TASK BRIEF = Go over the entries below line by line, copying each one that contains the word "McpSessionManager".

SOURCE DATA =
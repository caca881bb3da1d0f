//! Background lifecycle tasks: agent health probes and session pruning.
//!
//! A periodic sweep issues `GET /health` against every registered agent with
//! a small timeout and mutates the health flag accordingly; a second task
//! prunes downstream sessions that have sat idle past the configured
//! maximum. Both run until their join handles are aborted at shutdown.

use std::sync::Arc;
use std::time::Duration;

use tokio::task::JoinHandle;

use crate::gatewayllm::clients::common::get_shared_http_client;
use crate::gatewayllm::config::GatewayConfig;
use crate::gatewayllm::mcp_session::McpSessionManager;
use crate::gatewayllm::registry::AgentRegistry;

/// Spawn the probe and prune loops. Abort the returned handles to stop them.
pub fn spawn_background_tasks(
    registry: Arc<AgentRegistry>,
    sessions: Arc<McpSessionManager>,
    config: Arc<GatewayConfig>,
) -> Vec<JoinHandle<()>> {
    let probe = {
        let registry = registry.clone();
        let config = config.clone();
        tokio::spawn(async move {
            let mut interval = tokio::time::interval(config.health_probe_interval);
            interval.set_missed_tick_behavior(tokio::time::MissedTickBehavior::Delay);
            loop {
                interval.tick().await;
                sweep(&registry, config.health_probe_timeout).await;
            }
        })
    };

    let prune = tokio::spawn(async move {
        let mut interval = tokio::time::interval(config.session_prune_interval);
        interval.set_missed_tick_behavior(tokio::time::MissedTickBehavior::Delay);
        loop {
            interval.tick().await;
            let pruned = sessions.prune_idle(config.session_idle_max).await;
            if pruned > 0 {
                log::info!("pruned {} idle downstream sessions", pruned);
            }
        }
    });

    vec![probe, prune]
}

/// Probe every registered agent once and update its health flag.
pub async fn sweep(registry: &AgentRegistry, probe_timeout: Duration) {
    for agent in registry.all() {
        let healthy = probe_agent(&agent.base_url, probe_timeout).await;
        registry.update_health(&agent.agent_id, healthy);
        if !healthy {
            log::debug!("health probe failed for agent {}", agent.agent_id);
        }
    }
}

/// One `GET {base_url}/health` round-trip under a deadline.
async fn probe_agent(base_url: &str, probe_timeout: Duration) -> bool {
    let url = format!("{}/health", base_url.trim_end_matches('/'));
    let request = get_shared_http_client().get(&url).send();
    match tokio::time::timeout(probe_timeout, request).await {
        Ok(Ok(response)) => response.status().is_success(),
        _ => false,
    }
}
--
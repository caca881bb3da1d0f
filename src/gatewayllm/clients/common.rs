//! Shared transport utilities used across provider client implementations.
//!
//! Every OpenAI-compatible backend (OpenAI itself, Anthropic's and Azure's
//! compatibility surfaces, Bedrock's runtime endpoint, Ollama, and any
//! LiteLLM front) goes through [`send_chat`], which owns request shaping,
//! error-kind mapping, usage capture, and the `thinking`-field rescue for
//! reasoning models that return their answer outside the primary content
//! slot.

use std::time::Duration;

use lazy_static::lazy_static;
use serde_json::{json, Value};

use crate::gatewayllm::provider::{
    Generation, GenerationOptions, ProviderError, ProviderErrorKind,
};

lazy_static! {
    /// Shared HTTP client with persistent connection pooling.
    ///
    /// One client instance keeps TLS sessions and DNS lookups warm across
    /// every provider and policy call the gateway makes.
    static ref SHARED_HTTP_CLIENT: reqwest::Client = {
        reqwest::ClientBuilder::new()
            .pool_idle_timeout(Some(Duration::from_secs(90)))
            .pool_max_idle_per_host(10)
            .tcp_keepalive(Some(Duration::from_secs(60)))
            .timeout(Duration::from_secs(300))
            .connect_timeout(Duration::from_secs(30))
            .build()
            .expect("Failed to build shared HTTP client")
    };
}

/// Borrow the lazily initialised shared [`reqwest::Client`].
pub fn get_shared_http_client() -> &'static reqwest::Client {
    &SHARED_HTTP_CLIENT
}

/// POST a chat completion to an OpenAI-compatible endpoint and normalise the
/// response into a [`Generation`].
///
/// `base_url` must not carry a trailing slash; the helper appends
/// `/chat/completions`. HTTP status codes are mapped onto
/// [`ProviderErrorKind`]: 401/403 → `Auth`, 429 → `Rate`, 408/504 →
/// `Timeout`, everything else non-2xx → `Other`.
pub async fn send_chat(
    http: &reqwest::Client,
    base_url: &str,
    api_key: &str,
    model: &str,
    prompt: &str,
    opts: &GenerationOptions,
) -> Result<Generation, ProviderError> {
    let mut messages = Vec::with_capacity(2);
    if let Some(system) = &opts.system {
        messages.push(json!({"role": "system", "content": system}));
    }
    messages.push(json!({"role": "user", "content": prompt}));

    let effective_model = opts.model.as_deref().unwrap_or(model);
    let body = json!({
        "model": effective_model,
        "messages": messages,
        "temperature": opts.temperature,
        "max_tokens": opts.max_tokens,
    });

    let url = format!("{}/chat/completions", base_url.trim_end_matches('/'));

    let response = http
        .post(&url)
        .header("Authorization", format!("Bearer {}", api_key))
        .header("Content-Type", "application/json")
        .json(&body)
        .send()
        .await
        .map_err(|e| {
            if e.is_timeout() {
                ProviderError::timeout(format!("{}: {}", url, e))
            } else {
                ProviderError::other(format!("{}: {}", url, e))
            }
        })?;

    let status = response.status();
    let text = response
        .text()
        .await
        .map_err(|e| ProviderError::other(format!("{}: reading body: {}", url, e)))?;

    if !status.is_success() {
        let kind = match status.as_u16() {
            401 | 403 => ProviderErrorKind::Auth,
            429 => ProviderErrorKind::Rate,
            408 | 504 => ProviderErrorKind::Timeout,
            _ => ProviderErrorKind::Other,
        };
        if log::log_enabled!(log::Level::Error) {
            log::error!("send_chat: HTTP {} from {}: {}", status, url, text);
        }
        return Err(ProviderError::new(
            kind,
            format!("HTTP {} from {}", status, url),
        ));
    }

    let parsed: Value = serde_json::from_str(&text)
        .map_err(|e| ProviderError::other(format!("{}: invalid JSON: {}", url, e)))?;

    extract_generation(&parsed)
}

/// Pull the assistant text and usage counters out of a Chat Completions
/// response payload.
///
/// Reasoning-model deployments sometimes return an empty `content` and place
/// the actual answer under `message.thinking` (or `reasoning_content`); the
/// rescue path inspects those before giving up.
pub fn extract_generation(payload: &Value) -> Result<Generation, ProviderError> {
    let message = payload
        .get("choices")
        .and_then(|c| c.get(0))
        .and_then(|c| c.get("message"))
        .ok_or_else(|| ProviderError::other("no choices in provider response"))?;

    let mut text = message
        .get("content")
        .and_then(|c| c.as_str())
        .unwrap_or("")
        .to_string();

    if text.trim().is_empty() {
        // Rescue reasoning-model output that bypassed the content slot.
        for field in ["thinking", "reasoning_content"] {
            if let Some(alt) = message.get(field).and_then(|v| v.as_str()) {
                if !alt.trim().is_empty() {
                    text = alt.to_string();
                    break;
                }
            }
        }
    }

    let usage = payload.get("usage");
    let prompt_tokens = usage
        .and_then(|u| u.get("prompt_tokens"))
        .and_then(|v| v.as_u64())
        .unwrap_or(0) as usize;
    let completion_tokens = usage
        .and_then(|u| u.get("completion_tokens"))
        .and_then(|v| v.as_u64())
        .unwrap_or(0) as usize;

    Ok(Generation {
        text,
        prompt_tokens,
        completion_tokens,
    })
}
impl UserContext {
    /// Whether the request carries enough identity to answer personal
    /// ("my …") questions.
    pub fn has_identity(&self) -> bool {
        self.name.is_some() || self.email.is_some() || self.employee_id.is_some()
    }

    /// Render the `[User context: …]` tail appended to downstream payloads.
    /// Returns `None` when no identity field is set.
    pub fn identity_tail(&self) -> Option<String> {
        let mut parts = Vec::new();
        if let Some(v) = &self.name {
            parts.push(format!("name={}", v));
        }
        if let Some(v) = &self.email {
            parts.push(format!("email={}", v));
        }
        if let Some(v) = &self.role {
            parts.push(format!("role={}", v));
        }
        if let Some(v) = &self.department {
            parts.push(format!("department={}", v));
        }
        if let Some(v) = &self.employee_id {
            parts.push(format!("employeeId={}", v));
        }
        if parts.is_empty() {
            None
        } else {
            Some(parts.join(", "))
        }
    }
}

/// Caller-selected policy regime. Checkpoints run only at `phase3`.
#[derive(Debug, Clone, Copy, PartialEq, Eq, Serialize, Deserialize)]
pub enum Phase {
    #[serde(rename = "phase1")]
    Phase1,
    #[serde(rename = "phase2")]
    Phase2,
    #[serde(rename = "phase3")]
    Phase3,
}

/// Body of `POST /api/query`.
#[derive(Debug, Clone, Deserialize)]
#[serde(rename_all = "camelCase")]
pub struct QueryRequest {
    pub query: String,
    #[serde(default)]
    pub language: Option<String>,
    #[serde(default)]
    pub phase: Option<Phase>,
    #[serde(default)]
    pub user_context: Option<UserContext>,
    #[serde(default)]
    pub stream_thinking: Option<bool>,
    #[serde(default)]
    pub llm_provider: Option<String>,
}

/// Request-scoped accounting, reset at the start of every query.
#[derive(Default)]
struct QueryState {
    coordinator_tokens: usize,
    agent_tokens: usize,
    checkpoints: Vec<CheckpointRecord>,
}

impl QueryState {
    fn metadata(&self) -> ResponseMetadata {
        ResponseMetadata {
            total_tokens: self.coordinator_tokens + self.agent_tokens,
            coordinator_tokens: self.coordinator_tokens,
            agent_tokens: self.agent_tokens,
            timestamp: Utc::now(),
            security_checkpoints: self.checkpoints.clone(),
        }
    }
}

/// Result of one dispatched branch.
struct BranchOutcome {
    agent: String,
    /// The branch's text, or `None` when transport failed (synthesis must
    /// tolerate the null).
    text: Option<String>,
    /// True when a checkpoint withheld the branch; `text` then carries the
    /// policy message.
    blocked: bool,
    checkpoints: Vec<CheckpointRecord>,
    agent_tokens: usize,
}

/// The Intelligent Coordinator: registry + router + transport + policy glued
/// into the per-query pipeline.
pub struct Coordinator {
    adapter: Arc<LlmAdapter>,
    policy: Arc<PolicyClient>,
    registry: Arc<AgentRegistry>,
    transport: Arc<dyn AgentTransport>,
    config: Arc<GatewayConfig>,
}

ANSWER SPACE =
use crate::gatewayllm::mcp_session::McpSessionManager;
    sessions: Arc<McpSessionManager>,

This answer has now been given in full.